▶ **Problem to work on**: Say how many lines in the records include the string "memory", adding no other words.

Stored data
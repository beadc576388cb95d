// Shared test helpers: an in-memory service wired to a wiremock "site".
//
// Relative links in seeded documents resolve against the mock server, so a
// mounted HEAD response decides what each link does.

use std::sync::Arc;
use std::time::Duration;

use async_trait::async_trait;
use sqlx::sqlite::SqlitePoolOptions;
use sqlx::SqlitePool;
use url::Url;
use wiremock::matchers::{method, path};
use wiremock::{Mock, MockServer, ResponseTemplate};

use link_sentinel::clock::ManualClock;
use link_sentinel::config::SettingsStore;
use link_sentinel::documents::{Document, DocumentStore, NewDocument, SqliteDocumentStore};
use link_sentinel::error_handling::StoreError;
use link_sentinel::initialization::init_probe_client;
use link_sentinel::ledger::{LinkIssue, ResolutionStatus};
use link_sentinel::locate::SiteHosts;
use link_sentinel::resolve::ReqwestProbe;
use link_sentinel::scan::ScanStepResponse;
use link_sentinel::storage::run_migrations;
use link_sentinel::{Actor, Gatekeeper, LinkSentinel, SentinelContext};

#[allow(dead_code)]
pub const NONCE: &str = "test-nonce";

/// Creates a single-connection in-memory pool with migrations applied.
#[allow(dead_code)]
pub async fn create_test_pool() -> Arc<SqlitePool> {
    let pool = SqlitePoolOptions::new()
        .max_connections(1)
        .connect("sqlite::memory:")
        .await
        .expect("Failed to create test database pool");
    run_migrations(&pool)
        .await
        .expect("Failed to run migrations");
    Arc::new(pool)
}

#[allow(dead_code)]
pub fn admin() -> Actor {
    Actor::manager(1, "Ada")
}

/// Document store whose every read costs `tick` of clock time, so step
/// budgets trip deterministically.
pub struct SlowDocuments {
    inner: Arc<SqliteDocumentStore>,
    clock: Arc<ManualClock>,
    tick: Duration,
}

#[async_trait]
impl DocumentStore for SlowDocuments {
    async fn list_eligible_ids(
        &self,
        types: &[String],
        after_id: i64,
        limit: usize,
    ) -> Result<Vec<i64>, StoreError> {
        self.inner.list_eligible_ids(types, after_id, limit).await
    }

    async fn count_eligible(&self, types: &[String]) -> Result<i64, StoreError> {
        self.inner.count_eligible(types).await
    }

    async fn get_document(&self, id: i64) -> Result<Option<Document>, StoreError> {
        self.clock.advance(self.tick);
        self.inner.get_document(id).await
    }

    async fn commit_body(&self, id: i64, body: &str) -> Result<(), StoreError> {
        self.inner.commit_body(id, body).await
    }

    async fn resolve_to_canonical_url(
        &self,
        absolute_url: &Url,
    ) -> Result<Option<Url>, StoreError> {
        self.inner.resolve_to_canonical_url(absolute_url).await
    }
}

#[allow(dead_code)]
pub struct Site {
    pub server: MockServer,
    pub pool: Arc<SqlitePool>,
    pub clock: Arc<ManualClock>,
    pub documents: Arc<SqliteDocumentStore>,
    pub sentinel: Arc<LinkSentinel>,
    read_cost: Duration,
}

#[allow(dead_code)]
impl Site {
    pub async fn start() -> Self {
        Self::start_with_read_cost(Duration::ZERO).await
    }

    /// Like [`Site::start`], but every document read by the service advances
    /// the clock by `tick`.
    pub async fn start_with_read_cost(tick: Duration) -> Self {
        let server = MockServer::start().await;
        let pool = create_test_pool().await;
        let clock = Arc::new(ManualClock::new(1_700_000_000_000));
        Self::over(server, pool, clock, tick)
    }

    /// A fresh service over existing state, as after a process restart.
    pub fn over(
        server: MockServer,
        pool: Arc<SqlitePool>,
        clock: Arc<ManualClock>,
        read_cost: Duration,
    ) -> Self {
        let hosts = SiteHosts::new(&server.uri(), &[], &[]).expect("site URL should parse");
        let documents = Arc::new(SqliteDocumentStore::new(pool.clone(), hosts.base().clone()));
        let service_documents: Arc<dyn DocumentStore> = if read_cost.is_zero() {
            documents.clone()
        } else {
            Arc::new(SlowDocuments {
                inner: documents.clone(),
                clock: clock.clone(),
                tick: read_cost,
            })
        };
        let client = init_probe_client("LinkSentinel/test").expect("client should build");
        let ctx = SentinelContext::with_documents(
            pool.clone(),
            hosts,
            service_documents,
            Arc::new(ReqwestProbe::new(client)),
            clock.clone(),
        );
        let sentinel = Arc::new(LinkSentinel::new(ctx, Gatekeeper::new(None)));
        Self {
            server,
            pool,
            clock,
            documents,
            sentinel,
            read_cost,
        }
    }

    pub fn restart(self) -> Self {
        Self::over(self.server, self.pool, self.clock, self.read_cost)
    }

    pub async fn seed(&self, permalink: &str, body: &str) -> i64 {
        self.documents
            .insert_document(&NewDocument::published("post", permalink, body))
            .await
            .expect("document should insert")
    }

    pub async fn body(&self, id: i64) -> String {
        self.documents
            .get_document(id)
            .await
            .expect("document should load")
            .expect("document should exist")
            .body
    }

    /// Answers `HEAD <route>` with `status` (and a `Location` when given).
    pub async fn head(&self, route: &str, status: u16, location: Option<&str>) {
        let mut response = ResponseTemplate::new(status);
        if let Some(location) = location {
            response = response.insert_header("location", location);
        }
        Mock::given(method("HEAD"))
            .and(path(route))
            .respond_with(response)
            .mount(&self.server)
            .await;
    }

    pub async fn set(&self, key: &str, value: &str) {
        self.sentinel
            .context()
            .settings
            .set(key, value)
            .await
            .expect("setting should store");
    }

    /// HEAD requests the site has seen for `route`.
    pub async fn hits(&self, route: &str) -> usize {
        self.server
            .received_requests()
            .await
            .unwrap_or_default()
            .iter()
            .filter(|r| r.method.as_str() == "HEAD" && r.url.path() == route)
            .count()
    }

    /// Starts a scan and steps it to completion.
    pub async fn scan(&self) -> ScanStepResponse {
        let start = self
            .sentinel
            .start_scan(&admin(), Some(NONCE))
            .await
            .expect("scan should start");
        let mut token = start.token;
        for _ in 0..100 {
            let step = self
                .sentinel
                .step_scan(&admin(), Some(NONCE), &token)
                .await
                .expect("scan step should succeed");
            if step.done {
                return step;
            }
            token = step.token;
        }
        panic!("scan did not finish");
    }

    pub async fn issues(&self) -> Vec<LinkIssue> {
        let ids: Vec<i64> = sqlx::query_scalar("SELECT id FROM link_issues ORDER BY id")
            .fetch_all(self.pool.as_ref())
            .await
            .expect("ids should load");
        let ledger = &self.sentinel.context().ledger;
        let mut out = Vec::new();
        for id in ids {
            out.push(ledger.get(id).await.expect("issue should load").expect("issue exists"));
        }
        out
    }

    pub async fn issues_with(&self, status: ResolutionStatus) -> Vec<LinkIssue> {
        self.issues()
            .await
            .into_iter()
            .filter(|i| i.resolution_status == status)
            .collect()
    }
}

▶ **Reply**: 3